_TASK TO COMPLETE_
Find the line holding "at load time." in the entries below. Give it again exactly, along with every line after it up to and including the line holding "pub fn save(&self, path: &Path)".
====
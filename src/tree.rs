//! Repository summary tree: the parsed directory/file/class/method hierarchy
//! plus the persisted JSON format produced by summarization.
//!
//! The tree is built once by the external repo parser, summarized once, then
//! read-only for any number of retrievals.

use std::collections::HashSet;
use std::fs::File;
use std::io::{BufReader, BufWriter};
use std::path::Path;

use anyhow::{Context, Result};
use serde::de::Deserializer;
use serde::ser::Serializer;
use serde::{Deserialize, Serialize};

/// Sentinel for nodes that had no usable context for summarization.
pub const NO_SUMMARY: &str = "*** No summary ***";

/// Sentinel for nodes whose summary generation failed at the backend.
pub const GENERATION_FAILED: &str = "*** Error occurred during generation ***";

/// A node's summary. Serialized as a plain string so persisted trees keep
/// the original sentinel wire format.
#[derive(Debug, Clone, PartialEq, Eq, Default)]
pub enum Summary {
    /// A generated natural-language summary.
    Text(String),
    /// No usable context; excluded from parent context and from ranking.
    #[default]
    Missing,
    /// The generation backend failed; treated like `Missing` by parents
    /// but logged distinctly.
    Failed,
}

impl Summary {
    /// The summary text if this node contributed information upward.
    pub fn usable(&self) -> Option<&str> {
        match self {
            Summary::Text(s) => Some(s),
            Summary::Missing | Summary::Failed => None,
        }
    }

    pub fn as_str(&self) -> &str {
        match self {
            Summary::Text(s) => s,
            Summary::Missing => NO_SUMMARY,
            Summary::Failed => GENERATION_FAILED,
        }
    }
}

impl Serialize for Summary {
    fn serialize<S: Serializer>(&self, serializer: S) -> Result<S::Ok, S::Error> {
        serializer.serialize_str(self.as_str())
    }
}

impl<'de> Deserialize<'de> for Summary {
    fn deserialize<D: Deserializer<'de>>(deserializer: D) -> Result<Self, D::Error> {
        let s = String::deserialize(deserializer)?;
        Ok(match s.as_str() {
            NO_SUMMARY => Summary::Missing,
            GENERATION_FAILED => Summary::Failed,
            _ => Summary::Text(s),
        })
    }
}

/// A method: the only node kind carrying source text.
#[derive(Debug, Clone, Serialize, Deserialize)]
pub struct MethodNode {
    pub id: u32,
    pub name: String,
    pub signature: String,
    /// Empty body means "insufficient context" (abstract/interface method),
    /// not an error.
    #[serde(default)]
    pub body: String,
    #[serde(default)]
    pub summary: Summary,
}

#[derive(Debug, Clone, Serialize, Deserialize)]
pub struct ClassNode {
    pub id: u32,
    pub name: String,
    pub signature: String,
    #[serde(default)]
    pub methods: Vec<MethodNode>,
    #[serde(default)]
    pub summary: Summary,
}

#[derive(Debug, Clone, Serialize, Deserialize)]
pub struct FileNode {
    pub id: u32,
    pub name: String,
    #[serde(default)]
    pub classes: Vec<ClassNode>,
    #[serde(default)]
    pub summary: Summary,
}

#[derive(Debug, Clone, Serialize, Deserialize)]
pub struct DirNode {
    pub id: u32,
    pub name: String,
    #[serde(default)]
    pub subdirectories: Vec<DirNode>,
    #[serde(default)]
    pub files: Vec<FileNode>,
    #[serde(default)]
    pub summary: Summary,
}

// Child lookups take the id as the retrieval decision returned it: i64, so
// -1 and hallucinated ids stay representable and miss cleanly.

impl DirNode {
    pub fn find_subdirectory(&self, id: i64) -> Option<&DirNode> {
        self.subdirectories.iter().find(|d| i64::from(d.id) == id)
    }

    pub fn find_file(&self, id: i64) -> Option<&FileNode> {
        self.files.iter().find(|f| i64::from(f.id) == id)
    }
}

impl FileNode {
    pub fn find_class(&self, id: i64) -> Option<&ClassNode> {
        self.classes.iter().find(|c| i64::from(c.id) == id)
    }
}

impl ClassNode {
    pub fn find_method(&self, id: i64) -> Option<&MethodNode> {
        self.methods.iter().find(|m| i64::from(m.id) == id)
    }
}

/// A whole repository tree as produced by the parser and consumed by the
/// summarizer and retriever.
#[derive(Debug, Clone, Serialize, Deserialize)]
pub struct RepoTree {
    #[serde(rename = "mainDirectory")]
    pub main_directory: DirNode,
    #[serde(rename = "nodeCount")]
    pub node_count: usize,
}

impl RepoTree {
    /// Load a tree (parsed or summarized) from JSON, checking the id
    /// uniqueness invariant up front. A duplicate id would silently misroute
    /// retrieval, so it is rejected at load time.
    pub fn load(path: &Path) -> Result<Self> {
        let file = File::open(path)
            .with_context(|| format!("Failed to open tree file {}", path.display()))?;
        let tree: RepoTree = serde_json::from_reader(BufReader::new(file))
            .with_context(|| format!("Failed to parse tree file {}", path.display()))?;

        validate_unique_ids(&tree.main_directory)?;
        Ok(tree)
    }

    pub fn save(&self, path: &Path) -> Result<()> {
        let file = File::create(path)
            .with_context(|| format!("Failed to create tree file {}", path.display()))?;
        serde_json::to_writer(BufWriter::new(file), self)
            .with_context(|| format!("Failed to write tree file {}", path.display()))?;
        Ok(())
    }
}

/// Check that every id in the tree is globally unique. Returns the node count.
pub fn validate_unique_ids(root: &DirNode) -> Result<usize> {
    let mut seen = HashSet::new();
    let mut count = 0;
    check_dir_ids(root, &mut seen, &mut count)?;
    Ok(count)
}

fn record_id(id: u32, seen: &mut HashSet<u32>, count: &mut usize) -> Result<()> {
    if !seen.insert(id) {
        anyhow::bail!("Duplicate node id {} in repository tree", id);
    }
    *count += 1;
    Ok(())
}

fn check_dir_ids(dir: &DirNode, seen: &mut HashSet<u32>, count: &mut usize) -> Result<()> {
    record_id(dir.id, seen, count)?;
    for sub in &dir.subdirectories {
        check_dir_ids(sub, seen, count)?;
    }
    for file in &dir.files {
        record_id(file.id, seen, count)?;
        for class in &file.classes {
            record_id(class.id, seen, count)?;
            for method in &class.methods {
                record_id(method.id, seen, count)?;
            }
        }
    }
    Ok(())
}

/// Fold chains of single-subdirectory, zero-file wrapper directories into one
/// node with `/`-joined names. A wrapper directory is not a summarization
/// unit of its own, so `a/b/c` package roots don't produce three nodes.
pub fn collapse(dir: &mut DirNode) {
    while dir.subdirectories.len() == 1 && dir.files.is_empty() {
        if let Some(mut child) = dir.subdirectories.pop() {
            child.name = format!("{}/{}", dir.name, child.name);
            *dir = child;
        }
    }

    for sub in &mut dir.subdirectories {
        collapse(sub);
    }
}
====
_ANSWER BOX_
    /// retrieval, so it is rejected at load time.
    pub fn load(path: &Path) -> Result<Self> {
        let file = File::open(path)
            .with_context(|| format!("Failed to open tree file {}", path.display()))?;
        let tree: RepoTree = serde_json::from_reader(BufReader::new(file))
            .with_context(|| format!("Failed to parse tree file {}", path.display()))?;

        validate_unique_ids(&tree.main_directory)?;
        Ok(tree)
    }

    pub fn save(&self, path: &Path) -> Result<()> {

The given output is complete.